Why this architecture

I wanted something that:

Has no ongoing cost at rest. The search index is static. The Cloudflare Function only runs when someone asks a question. Workers AI charges per request, not per month.
Degrades gracefully. If the AI call fails or times out, the endpoint falls back to a deterministic summary built from the search results. You always get something useful.
Stays fast. The embedding lookup is cosine similarity against an in-memory array. The LLM call adds latency, but the context is capped so it stays reasonable.
Doesn’t require a vector database. For a blog with ~100 posts, storing embeddings in the index file adds ~3MB. Cosine similarity over 100 vectors is instant. No Pinecone, no pgvector, no Vectorize.
Is NLWeb-compatible. The /ask endpoint follows the NLWeb protocol, so AI agents and tools that speak NLWeb can query my blog directly.

The tech stack

Astro for the static site
Cloudflare Pages Functions for the /ask endpoint
Cloudflare Workers AI — bge-base-en-v1.5 for embeddings, Llama 3.1 70B for answer generation
A build-time script that generates the search index and embeddings from markdown content, with content-hash caching

The whole thing is about 200 lines of code in a single Cloudflare Function, plus a build script. No framework, no SDK, no orchestration layer.

Use it on your own site

I’ve extracted the core into an open source package: nlweb-cloudflare.

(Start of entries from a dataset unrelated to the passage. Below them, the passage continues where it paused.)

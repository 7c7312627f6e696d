//! The slave side of the hive routing protocol: reacts to incoming
//! envelope variants and bridges them with a local message bus.

use std::sync::Arc;

use arc_swap::ArcSwapOption;
use serde_json::Value;
use tracing::{info, warn};

use crate::dispatcher::Dispatcher;
use crate::envelope::{context_keys, BusMessage, Envelope, HiveMessageType, Payload};

/// The local inter-process bus a slave bridges hive envelopes into. A
/// collaborator contract (§6.4): this crate only describes what it
/// consumes from and produces onto it.
pub trait LocalBus: Send + Sync + 'static {
    fn emit(&self, msg_type: &str, data: Value, context: Value);
}

/// Default bus used when the caller doesn't bind one: logs and drops, per
/// "if no local bus is bound, log-and-drop".
pub struct NoopBus;

impl LocalBus for NoopBus {
    fn emit(&self, msg_type: &str, _data: Value, _context: Value) {
        warn!(msg_type, "no local bus bound; dropping");
    }
}

/// Slave-side protocol state machine. Binds to a [`Dispatcher`] by
/// registering handlers for each envelope variant it cares about, mirroring
/// the reference client's `bind()`.
pub struct SlaveProtocol {
    useragent: String,
    share_bus: bool,
    node_id: ArcSwapOption<String>,
    master_pubkey: ArcSwapOption<String>,
    master_peer: ArcSwapOption<String>,
    bus: Arc<dyn LocalBus>,
}

impl SlaveProtocol {
    pub fn new(useragent: impl Into<String>, share_bus: bool, bus: Arc<dyn LocalBus>) -> Arc<Self> {
        Arc::new(Self {
            useragent: useragent.into(),
            share_bus,
            node_id: ArcSwapOption::from(None),
            master_pubkey: ArcSwapOption::from(None),
            master_peer: ArcSwapOption::from(None),
            bus,
        })
    }

    pub fn node_id(&self) -> Option<String> {
        self.node_id.load_full().map(|s| (*s).clone())
    }

    /// Register this protocol's handlers on the dispatcher. Call once per
    /// connection.
    pub fn bind(self: &Arc<Self>, dispatcher: &Dispatcher) {
        let this = Arc::clone(self);
        dispatcher.on("HELLO", move |envelope| this.handle_hello(envelope));

        let this = Arc::clone(self);
        dispatcher.on("BUS", move |envelope| this.handle_bus(envelope));

        let this = Arc::clone(self);
        dispatcher.on("BROADCAST", move |envelope| this.handle_broadcast_or_propagate(envelope));

        let this = Arc::clone(self);
        dispatcher.on("PROPAGATE", move |envelope| this.handle_broadcast_or_propagate(envelope));

        let this = Arc::clone(self);
        dispatcher.on("ESCALATE", move |envelope| this.handle_illegal(envelope));
    }

    /// First `HELLO` binds the master's node id and pubkey; later ones
    /// (other hive members announcing themselves) are ignored.
    fn handle_hello(&self, envelope: &Envelope) {
        if self.node_id.load().is_some() {
            return;
        }
        let Some(hello) = envelope.payload.as_hello() else {
            warn!("HELLO envelope without HelloInfo payload");
            return;
        };
        self.master_pubkey.store(hello.pubkey.clone().map(Arc::new));
        self.master_peer.store(Some(Arc::new(hello.peer.clone())));
        self.node_id.store(Some(Arc::new(hello.node_id.clone())));
        info!(node_id = %hello.node_id, "connected to hive");
    }

    /// Master wants to inject a message into the local bus.
    fn handle_bus(&self, envelope: &Envelope) {
        let Some(bus_msg) = envelope.payload.as_bus() else {
            warn!("BUS envelope without BusMessage payload");
            return;
        };
        let node_id = self.node_id().unwrap_or_default();
        let mut context = bus_msg.context.clone();
        context.insert(context_keys::SOURCE.to_string(), Value::String(node_id));
        self.bus.emit(
            &bus_msg.msg_type,
            Value::Object(bus_msg.data.clone().into_iter().collect()),
            Value::Object(context.into_iter().collect()),
        );
    }

    /// `BROADCAST` and `PROPAGATE` are identical on the slave side: forward
    /// to any local master component by emitting `hive.send.downstream`.
    /// A slave never re-forwards onto the wire.
    fn handle_broadcast_or_propagate(&self, envelope: &Envelope) {
        let node_id = self.node_id().unwrap_or_default();
        let peer = self.master_peer.load_full().map(|p| (*p).clone());
        let serialized = crate::codec::serialize_envelope(envelope).unwrap_or_default();

        let mut context = serde_json::Map::new();
        context.insert(context_keys::SOURCE.to_string(), Value::String(node_id));
        if let Some(peer) = peer {
            context.insert(context_keys::PEER.to_string(), Value::String(peer));
        }

        self.bus.emit(
            "hive.send.downstream",
            Value::String(serialized),
            Value::Object(context),
        );
    }

    /// `ESCALATE` is illegal server->client traffic; log and drop.
    fn handle_illegal(&self, envelope: &Envelope) {
        warn!(msg_type = %envelope.msg_type, "illegal ESCALATE received from server; dropping");
    }

    /// Outgoing direction: a local `hive.send.upstream` event wants to send
    /// `msg_type`/`payload` upstream. `BROADCAST` from a slave is silently
    /// dropped — only masters may broadcast.
    pub fn build_outgoing(&self, msg_type: HiveMessageType, payload: Payload) -> Option<Envelope> {
        if matches!(msg_type, HiveMessageType::Broadcast) {
            return None;
        }
        Some(Envelope::new(msg_type, payload))
    }

    /// Outgoing direction: any local bus message. If `share_bus` is on, it's
    /// wrapped and sent as `SHARED_BUS` for passive master monitoring; if
    /// it's addressed to the master (`context.destination` contains our
    /// `node_id`), it's also sent as `BUS`.
    pub fn handle_outgoing_bus(&self, msg: &BusMessage) -> Vec<Envelope> {
        let mut out = Vec::new();

        if self.share_bus {
            out.push(
                Envelope::new(HiveMessageType::SharedBus, Payload::Bus(msg.clone()))
                    .with_source_peer(self.useragent.clone()),
            );
        }

        if let Some(node_id) = self.node_id() {
            if msg.destinations().iter().any(|d| d == &node_id) {
                out.push(Envelope::new(HiveMessageType::Bus, Payload::Bus(msg.clone())));
            }
        }

        out
    }

    /// Fills `context.source`, `.platform`, `.destination` on an outgoing
    /// `BUS` message if absent, never overwriting existing values.
    pub fn inject_context(&self, msg: &mut BusMessage) {
        msg.context
            .entry(context_keys::SOURCE.to_string())
            .or_insert_with(|| Value::String(self.useragent.clone()));
        msg.context
            .entry(context_keys::PLATFORM.to_string())
            .or_insert_with(|| Value::String(self.useragent.clone()));
        msg.context
            .entry(context_keys::DESTINATION.to_string())
            .or_insert_with(|| Value::String("HiveMind".to_string()));
    }
}

#[cfg(test)]
mod tests {
    use super::*;
    use std::sync::Mutex;

    struct RecordingBus {
        events: Mutex<Vec<(String, Value, Value)>>,
    }

    impl RecordingBus {
        fn new() -> Arc<Self> {
            Arc::new(Self { events: Mutex::new(Vec::new()) })
        }
    }

    impl LocalBus for RecordingBus {
        fn emit(&self, msg_type: &str, data: Value, context: Value) {
            self.events.lock().unwrap().push((msg_type.to_string(), data, context));
        }
    }

    #[test]
    fn first_hello_binds_node_id_later_ones_ignored() {
        let bus = RecordingBus::new();
        let protocol = SlaveProtocol::new("test-agent", false, bus);
        let dispatcher = Dispatcher::new();
        protocol.bind(&dispatcher);

        let hello_a = Envelope::new(
            HiveMessageType::Hello,
            Payload::Hello(crate::envelope::HelloInfo {
                node_id: "master-a".to_string(),
                peer: "peer-a".to_string(),
                pubkey: None,
            }),
        );
        dispatcher.emit("HELLO", &hello_a);
        assert_eq!(protocol.node_id(), Some("master-a".to_string()));

        let hello_b = Envelope::new(
            HiveMessageType::Hello,
            Payload::Hello(crate::envelope::HelloInfo {
                node_id: "master-b".to_string(),
                peer: "peer-b".to_string(),
                pubkey: None,
            }),
        );
        dispatcher.emit("HELLO", &hello_b);
        assert_eq!(protocol.node_id(), Some("master-a".to_string()));
    }

    #[test]
    fn broadcast_produces_exactly_one_downstream_event() {
        let bus = RecordingBus::new();
        let protocol = SlaveProtocol::new("test-agent", false, bus.clone());
        let dispatcher = Dispatcher::new();
        protocol.bind(&dispatcher);

        let envelope = Envelope::from_bus(BusMessage::new("speak")).with_source_peer("p1");
        dispatcher.emit("BROADCAST", &envelope);

        let events = bus.events.lock().unwrap();
        assert_eq!(events.len(), 1);
        assert_eq!(events[0].0, "hive.send.downstream");
    }

    #[test]
    fn escalate_produces_no_bus_event() {
        let bus = RecordingBus::new();
        let protocol = SlaveProtocol::new("test-agent", false, bus.clone());
        let dispatcher = Dispatcher::new();
        protocol.bind(&dispatcher);

        let envelope = Envelope::new(HiveMessageType::Escalate, Payload::Json(Value::Null));
        dispatcher.emit("ESCALATE", &envelope);

        assert!(bus.events.lock().unwrap().is_empty());
    }

    #[test]
    fn build_outgoing_drops_broadcast() {
        let bus = RecordingBus::new();
        let protocol = SlaveProtocol::new("test-agent", false, bus);
        let result = protocol.build_outgoing(HiveMessageType::Broadcast, Payload::Json(Value::Null));
        assert!(result.is_none());
    }

    #[test]
    fn inject_context_fills_defaults_without_overwrite() {
        let bus = RecordingBus::new();
        let protocol = SlaveProtocol::new("test-agent", false, bus);
        let mut msg = BusMessage::new("speak");
        msg.context.insert(context_keys::SOURCE.to_string(), Value::String("explicit".to_string()));

        protocol.inject_context(&mut msg);

        assert_eq!(msg.context_str(context_keys::SOURCE), Some("explicit"));
        assert_eq!(msg.context_str(context_keys::PLATFORM), Some("test-agent"));
        assert_eq!(msg.context_str(context_keys::DESTINATION), Some("HiveMind"));
    }
}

It gives you a drop-in NLWeb-compatible /ask endpoint for any markdown-based site on Cloudflare Pages.

The setup is straightforward: configure your content directories and site details, run the index generator as part of your build, drop the function into your functions/ directory, and add a Workers AI binding. The README has the full walkthrough.

Try it

Head to /ask-joost/ and ask something. Try “do you think I need a CMS?” or “what happened with WordPress governance?” and see what comes back.

The answers aren’t perfect — they’re limited to what I’ve written, and the model sometimes misses nuance. But for a near-zero-cost feature on a static site, it’s surprisingly useful.

What’s next

The main thing I’d like to add is streaming responses — the current implementation waits for the full answer before displaying it. Streaming would make it feel faster, especially for longer answers.

But honestly, the current version already does what I wanted: it makes my blog’s content more accessible to people who have questions but don’t want to browse through archives.